**What is required**
Look through the entries below and extract exactly the lines from the one containing "const ELLIPSIS: &str" through the one containing "the label message.", ends included.

**Available data**
────────────────────

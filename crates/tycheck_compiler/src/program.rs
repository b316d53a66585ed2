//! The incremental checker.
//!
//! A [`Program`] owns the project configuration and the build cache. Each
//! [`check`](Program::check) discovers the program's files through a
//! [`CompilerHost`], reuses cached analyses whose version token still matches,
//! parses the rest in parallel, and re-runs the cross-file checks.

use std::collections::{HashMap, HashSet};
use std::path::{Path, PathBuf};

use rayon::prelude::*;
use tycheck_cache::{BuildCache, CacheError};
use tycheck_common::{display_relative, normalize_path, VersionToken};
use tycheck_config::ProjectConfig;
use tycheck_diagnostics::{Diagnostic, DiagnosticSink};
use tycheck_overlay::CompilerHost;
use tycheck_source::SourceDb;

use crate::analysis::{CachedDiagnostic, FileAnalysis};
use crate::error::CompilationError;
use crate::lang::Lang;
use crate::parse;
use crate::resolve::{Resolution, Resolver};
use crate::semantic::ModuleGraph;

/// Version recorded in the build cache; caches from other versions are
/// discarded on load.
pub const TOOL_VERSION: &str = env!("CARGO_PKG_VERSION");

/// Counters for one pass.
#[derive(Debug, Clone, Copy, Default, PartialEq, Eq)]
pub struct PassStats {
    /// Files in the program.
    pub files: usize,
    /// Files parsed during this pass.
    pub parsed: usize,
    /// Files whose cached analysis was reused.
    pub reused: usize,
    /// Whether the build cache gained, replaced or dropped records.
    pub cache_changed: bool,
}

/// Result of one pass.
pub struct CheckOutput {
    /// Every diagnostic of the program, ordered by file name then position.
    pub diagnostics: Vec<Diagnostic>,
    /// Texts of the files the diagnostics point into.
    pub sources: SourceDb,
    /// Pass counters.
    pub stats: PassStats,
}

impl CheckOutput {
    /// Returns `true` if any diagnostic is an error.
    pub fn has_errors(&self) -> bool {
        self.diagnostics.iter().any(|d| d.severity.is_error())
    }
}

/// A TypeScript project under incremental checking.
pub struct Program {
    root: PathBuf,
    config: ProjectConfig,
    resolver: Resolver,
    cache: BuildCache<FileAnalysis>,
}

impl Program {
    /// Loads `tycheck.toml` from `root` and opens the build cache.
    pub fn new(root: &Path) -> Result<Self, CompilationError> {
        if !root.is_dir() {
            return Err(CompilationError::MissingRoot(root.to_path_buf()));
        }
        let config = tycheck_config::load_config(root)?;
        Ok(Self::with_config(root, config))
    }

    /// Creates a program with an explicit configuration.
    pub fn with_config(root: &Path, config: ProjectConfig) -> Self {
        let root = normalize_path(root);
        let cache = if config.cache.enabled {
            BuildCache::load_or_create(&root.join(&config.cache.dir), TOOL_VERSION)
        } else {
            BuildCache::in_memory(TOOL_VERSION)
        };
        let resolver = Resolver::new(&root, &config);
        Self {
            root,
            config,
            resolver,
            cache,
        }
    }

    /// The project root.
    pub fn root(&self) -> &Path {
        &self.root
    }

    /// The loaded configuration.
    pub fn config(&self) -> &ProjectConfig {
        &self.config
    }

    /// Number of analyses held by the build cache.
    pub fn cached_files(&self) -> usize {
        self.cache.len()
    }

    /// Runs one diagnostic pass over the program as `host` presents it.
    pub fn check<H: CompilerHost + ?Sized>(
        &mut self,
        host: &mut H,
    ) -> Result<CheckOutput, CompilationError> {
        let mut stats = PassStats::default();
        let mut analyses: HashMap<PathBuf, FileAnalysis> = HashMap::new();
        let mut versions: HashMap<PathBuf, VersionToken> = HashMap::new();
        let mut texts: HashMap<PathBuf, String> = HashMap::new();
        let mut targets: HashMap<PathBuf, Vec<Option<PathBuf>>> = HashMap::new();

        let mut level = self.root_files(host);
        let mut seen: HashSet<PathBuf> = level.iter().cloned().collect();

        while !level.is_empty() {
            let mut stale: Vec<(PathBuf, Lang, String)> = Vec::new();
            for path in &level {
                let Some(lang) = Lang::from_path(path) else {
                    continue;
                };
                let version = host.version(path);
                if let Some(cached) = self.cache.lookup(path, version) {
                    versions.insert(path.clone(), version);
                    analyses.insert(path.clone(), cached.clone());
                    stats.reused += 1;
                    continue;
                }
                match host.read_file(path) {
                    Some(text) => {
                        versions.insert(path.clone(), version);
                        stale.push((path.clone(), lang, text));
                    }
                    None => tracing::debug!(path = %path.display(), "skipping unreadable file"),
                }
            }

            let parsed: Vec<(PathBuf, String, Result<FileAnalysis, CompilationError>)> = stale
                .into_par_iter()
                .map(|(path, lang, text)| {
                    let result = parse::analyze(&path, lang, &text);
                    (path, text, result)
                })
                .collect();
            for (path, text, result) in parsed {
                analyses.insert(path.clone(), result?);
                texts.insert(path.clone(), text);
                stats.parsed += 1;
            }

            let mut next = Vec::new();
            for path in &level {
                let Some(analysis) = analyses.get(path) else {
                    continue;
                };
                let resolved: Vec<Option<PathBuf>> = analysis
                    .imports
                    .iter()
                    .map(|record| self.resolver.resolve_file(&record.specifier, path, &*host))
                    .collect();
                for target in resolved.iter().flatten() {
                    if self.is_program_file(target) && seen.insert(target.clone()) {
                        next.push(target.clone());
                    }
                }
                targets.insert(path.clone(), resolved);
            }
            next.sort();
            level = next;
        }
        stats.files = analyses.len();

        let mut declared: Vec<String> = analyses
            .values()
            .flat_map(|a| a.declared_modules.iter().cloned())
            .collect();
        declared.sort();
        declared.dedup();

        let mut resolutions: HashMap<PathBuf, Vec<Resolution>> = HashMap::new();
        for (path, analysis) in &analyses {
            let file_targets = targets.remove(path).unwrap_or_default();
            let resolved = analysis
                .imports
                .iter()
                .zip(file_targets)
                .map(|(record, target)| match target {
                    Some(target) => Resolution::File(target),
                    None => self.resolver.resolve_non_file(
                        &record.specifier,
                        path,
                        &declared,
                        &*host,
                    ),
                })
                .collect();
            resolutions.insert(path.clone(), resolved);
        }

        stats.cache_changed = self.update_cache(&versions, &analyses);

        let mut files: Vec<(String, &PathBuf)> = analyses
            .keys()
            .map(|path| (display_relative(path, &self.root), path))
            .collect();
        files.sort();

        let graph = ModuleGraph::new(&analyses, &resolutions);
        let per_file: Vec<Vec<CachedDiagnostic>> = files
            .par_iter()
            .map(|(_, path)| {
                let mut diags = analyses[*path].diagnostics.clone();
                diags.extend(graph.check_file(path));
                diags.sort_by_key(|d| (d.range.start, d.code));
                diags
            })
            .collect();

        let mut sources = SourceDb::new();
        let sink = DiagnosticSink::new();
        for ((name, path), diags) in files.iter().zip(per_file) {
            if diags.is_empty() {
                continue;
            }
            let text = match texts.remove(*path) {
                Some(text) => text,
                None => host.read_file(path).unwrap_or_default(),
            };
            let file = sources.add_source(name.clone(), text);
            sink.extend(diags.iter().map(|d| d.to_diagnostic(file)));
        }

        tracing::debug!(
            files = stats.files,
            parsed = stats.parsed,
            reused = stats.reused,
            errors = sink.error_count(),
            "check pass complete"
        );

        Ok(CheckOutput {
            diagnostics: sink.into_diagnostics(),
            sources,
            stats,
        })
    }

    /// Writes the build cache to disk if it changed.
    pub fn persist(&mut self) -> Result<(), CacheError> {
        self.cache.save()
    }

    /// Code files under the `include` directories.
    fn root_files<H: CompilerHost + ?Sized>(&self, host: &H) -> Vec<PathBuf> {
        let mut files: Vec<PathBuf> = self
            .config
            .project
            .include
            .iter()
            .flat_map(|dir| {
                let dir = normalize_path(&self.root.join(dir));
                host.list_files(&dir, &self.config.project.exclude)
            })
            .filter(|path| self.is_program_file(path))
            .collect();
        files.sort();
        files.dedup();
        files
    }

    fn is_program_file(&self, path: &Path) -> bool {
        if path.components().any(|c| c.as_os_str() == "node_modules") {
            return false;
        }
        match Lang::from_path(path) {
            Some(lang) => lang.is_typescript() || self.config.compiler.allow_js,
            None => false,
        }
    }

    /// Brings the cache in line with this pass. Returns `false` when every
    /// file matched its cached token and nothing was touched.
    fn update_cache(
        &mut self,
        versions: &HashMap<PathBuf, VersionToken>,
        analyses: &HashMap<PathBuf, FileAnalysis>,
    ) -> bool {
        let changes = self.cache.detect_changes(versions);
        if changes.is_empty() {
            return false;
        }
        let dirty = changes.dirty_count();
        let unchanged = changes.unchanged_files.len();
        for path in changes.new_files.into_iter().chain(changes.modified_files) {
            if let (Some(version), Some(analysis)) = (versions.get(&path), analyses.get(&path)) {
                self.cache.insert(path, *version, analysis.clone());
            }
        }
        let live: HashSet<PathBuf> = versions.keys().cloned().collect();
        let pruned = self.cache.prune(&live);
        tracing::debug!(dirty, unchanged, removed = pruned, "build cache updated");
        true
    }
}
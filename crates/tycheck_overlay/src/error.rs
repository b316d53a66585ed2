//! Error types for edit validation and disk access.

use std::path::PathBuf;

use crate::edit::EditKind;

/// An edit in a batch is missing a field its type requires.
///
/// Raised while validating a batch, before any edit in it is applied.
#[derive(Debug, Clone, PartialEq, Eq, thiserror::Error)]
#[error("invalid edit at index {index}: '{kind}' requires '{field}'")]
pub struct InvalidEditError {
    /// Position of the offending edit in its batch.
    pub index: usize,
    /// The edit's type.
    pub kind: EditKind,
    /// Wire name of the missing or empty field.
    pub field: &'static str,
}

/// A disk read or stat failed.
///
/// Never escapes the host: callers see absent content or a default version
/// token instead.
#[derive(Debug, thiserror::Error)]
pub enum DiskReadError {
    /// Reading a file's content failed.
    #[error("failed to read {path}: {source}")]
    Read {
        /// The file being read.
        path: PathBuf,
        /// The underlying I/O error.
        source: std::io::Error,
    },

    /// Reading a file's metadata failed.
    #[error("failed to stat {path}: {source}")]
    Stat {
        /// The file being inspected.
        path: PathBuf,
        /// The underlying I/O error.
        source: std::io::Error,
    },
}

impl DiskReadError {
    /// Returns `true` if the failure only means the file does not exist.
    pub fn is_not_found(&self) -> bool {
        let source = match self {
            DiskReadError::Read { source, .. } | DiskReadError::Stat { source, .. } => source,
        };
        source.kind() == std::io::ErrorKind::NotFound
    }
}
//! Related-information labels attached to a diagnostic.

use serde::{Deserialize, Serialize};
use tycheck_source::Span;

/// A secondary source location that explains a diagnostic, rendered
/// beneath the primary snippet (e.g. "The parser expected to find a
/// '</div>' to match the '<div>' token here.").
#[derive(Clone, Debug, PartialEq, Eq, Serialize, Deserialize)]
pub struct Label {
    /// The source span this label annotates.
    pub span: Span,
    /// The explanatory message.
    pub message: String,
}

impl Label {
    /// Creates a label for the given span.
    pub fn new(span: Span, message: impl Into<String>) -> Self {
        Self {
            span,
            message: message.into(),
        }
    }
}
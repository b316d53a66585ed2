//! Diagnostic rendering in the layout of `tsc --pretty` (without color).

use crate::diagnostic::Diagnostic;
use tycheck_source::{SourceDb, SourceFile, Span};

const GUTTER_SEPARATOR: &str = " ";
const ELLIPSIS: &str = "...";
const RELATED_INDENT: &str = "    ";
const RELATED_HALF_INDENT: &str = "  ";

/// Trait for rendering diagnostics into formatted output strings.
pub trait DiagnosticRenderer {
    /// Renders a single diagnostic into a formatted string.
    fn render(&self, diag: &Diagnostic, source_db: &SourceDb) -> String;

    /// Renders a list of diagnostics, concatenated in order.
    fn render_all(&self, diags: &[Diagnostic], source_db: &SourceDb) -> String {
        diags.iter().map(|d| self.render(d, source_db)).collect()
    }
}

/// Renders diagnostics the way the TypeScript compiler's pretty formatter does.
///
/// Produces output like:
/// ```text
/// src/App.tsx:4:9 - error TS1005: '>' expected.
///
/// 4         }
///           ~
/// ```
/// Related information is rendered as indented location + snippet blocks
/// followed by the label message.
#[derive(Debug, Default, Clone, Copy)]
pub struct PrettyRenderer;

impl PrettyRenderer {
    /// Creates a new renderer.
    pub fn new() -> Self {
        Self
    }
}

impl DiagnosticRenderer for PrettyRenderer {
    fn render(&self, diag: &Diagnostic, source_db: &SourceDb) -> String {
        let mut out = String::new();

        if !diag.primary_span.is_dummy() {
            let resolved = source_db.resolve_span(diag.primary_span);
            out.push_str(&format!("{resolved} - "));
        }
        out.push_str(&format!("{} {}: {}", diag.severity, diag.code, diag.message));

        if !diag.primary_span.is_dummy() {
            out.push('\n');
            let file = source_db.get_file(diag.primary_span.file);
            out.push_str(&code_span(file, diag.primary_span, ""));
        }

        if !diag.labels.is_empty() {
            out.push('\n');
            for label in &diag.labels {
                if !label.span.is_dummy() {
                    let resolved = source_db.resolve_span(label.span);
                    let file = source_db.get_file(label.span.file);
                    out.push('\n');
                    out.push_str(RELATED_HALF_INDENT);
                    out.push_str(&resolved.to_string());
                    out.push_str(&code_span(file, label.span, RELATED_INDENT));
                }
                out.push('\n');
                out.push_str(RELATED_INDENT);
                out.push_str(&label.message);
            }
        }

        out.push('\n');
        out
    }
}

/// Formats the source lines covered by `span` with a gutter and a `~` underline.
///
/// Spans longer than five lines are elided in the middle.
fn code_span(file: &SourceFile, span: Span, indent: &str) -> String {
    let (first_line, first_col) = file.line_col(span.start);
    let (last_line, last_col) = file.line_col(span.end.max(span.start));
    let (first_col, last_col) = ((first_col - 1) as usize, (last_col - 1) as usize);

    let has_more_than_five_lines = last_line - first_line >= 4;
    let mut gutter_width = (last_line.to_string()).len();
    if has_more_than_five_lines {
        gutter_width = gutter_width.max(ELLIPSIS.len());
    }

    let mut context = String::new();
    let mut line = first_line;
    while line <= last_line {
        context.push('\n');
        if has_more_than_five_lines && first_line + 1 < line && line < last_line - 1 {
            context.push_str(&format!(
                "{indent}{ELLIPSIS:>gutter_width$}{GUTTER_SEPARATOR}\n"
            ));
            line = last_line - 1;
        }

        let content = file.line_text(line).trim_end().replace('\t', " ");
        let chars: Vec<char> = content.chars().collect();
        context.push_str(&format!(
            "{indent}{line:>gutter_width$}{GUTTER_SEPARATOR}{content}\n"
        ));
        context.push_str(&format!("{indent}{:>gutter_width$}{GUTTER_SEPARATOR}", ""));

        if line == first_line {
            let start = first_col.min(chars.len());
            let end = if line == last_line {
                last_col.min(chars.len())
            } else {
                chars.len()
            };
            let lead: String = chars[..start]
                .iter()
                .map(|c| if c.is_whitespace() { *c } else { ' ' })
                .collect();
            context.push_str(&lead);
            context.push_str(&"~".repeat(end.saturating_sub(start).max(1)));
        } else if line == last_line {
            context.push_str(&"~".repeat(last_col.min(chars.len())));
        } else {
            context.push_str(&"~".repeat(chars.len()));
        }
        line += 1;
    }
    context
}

────────────────────

**Task solution**
const ELLIPSIS: &str = "...";
const RELATED_INDENT: &str = "    ";
const RELATED_HALF_INDENT: &str = "  ";

/// Trait for rendering diagnostics into formatted output strings.
pub trait DiagnosticRenderer {
    /// Renders a single diagnostic into a formatted string.
    fn render(&self, diag: &Diagnostic, source_db: &SourceDb) -> String;

    /// Renders a list of diagnostics, concatenated in order.
    fn render_all(&self, diags: &[Diagnostic], source_db: &SourceDb) -> String {
        diags.iter().map(|d| self.render(d, source_db)).collect()
    }
}

/// Renders diagnostics the way the TypeScript compiler's pretty formatter does.
///
/// Produces output like:
/// ```text
/// src/App.tsx:4:9 - error TS1005: '>' expected.
///
/// 4         }
///           ~
/// ```
/// Related information is rendered as indented location + snippet blocks
/// followed by the label message.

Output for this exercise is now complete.